Was genau muss man tun?
Aktiv werden, sich mit der Frage auseinandersetzen, in was für einer
Gesellschaft wir leben möchten. Dafür wäre es hilfreich, dass die Medien
mehr positive Meldungen über die Fortschritte bringen und Handlungsoptionen
aufzeigen.
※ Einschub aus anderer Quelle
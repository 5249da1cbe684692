//! Histogram and intensity-mapping enhancements

use super::filters::reflect101;
use image::{GrayImage, Luma};

/// Global histogram equalisation
pub fn equalize(gray: &GrayImage) -> GrayImage {
    imageproc::contrast::equalize_histogram(gray)
}

/// Saturating `|alpha * v + beta|` per pixel
pub fn scale_abs(gray: &GrayImage, alpha: f32, beta: f32) -> GrayImage {
    let lut: Vec<u8> = (0..256)
        .map(|v| (alpha * v as f32 + beta).abs().round().min(255.0) as u8)
        .collect();
    GrayImage::from_fn(gray.width(), gray.height(), |x, y| {
        Luma([lut[gray.get_pixel(x, y).0[0] as usize]])
    })
}

/// Contrast-limited adaptive histogram equalisation.
///
/// The frame is split into `tiles` x `tiles` equal regions; when a side is not
/// a multiple of the grid, the frame is mirrored past its right and bottom
/// edges until it is. Each region gets its own equalisation curve with the
/// histogram clipped at `clip_limit * tile_area / 256` and the excess spread
/// evenly. Pixels blend the curves of the four nearest tile centres
/// bilinearly.
pub fn clahe(gray: &GrayImage, clip_limit: f32, tiles: u32) -> GrayImage {
    let (width, height) = gray.dimensions();
    if width == 0 || height == 0 {
        return gray.clone();
    }
    let tiles_x = tiles.clamp(1, width) as usize;
    let tiles_y = tiles.clamp(1, height) as usize;
    let tile_w = (width as usize).div_ceil(tiles_x);
    let tile_h = (height as usize).div_ceil(tiles_y);

    let mut luts = vec![[0u8; 256]; tiles_x * tiles_y];
    for ty in 0..tiles_y {
        for tx in 0..tiles_x {
            let tile = Tile {
                x0: tx * tile_w,
                y0: ty * tile_h,
                width: tile_w,
                height: tile_h,
            };
            luts[ty * tiles_x + tx] = tile_lut(gray, &tile, clip_limit);
        }
    }

    let mut out = GrayImage::new(width, height);
    for y in 0..height as usize {
        let (ty0, ty1, wy) = neighbours(y, tile_h, tiles_y);
        for x in 0..width as usize {
            let (tx0, tx1, wx) = neighbours(x, tile_w, tiles_x);
            let v = gray.get_pixel(x as u32, y as u32).0[0] as usize;

            let top = lerp(
                luts[ty0 * tiles_x + tx0][v],
                luts[ty0 * tiles_x + tx1][v],
                wx,
            );
            let bottom = lerp(
                luts[ty1 * tiles_x + tx0][v],
                luts[ty1 * tiles_x + tx1][v],
                wx,
            );
            let value = top + (bottom - top) * wy;
            out.put_pixel(x as u32, y as u32, Luma([value.round().clamp(0.0, 255.0) as u8]));
        }
    }
    out
}

/// Tile of the padded grid; may reach past the frame's right and bottom edges
struct Tile {
    x0: usize,
    y0: usize,
    width: usize,
    height: usize,
}

fn tile_lut(gray: &GrayImage, tile: &Tile, clip_limit: f32) -> [u8; 256] {
    let (w, h) = (gray.width() as i64, gray.height() as i64);
    let mut histogram = [0u32; 256];
    for y in tile.y0..tile.y0 + tile.height {
        let sy = reflect101(y as i64, h) as u32;
        for x in tile.x0..tile.x0 + tile.width {
            let sx = reflect101(x as i64, w) as u32;
            histogram[gray.get_pixel(sx, sy).0[0] as usize] += 1;
        }
    }
    let area = (tile.width * tile.height).max(1) as u32;

    if clip_limit > 0.0 {
        let clip = ((clip_limit * area as f32 / 256.0) as u32).max(1);
        let mut excess = 0u32;
        for count in histogram.iter_mut() {
            if *count > clip {
                excess += *count - clip;
                *count = clip;
            }
        }
        let batch = excess / 256;
        let residual = (excess % 256) as usize;
        for count in histogram.iter_mut() {
            *count += batch;
        }
        if residual > 0 {
            let step = (256 / residual).max(1);
            for i in (0..256).step_by(step).take(residual) {
                histogram[i] += 1;
            }
        }
    }

    let scale = 255.0 / area as f32;
    let mut lut = [0u8; 256];
    let mut cdf = 0u32;
    for (i, &count) in histogram.iter().enumerate() {
        cdf += count;
        lut[i] = (cdf as f32 * scale).round().min(255.0) as u8;
    }
    lut
}

/// Indices of the two tiles around `pos` and the blend weight of the second
fn neighbours(pos: usize, tile: usize, count: usize) -> (usize, usize, f32) {
    let f = (pos as f32 + 0.5) / tile as f32 - 0.5;
    if f <= 0.0 {
        return (0, 0, 0.0);
    }
    let lower = f.floor() as usize;
    if lower + 1 >= count {
        return (count - 1, count - 1, 0.0);
    }
    (lower, lower + 1, f - lower as f32)
}

fn lerp(a: u8, b: u8, t: f32) -> f32 {
    a as f32 + (b as f32 - a as f32) * t
}

#[cfg(test)]
mod tests {
    use super::*;

    fn low_contrast(w: u32, h: u32) -> GrayImage {
        GrayImage::from_fn(w, h, |x, y| Luma([100 + ((x + y) % 20) as u8]))
    }

    fn range(image: &GrayImage) -> (u8, u8) {
        image.pixels().fold((255, 0), |(lo, hi), p| (lo.min(p.0[0]), hi.max(p.0[0])))
    }

    #[test]
    fn equalize_stretches_range() {
        let (lo, hi) = range(&equalize(&low_contrast(40, 40)));
        assert!(hi - lo > 200, "{lo}..{hi}");
    }

    #[test]
    fn scale_abs_saturates() {
        let gray = GrayImage::from_raw(3, 1, vec![10, 100, 200]).unwrap();
        let out = scale_abs(&gray, 1.5, 0.0);
        assert_eq!(out.into_raw(), vec![15, 150, 255]);
    }

    #[test]
    fn scale_abs_takes_absolute_value() {
        let gray = GrayImage::from_raw(2, 1, vec![10, 100]).unwrap();
        let out = scale_abs(&gray, -1.0, 0.0);
        assert_eq!(out.into_raw(), vec![10, 100]);
    }

    #[test]
    fn clahe_increases_contrast_but_is_limited() {
        let gray = low_contrast(64, 64);
        let limited = clahe(&gray, 2.0, 8);
        let (lo, hi) = range(&limited);
        assert!(hi - lo > 19, "{lo}..{hi}");

        let (elo, ehi) = range(&equalize(&gray));
        assert!(hi - lo <= ehi - elo);
    }

    #[test]
    fn clahe_on_flat_image_is_flat() {
        let gray = GrayImage::from_pixel(32, 32, Luma([90]));
        let out = clahe(&gray, 2.0, 8);
        let first = out.get_pixel(0, 0).0[0];
        assert!(out.pixels().all(|p| p.0[0] == first));
    }

    #[test]
    fn clahe_on_flat_unaligned_frames_is_flat() {
        // 33 and 49 are not multiples of the 8-tile grid
        for side in [33, 49, 57] {
            let gray = GrayImage::from_pixel(side, side, Luma([90]));
            let out = clahe(&gray, 2.0, 8);
            let first = out.get_pixel(0, 0).0[0];
            assert!(out.pixels().all(|p| p.0[0] == first), "side {side}");
            assert_eq!(out.get_pixel(side - 1, side - 1).0[0], first);
        }
    }

    #[test]
    fn clahe_on_unaligned_gradient() {
        let gray = GrayImage::from_fn(49, 33, |x, _| Luma([60 + x as u8 * 2]));
        let out = clahe(&gray, 2.0, 8);
        assert_eq!(out.dimensions(), (49, 33));
        // darkest and brightest columns keep their order
        assert!(out.get_pixel(0, 16).0[0] < out.get_pixel(48, 16).0[0]);
    }

    #[test]
    fn clahe_handles_images_smaller_than_grid() {
        let gray = GrayImage::from_fn(3, 5, |x, y| Luma([(x * 40 + y * 10) as u8]));
        let out = clahe(&gray, 2.0, 8);
        assert_eq!(out.dimensions(), (3, 5));
    }

    #[test]
    fn neighbours_at_edges() {
        assert_eq!(neighbours(0, 8, 4), (0, 0, 0.0));
        assert_eq!(neighbours(31, 8, 4), (3, 3, 0.0));
        let (a, b, w) = neighbours(8, 8, 4);
        assert_eq!((a, b), (0, 1));
        assert!((w - 0.5625).abs() < 1e-6);
    }
}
Und was ich mir noch von ihnen wünschen würde: dass wir nicht
darüber debattieren, ob jetzt die Klimabewegung aus lauter Hysterikern
besteht, die alle krank sind, sondern dass wir tatsächlich Lösungen finden
für die Probleme, die da auf uns zukommen.
Wie kann sich die Gesellschaft psychisch auf die Probleme vorbereiten, die
da auf uns zukommen?
Zuerst müssen wir alle einen reiferen Umgang mit den eigenen Gefühlen
erlernen. Der allererste Schritt ist erstmal zu akzeptieren, dass
unangenehme Gefühle zum Leben dazugehören, und nicht innerlich dagegen
anzukämpfen, sondern lieber mit anderen darüber zu sprechen. Und dann ist
natürlich die Frage, wie wir damit umgehen werden, wenn es krisenhaft wird.
Es wird Ressourcen-Engpässe geben. Es werden Menschen ihr Zuhause verlassen
müssen und woanders hinziehen. Werden wir dann egoistisch und fangen an,
Hamsterkäufe zu machen? Oder kriegen wir das anders organisiert. Im Umgang
mit Corona zeigt sich ja gerade: Menschen können auch solidarisch sein und
sich umeinander kümmern.
Und wenn es jemandem doch wegen der Klimakrise schlecht geht, kann er sich
dann an die Psychologists for Future wenden?
Klar, man kann uns eine E-Mail an beratung@psychologistsforfuture.org
schreiben. Auch schon, bevor man das Gefühl hat, überhaupt nichts mehr zu
schaffen. Wir arbeiten lieber präventiv.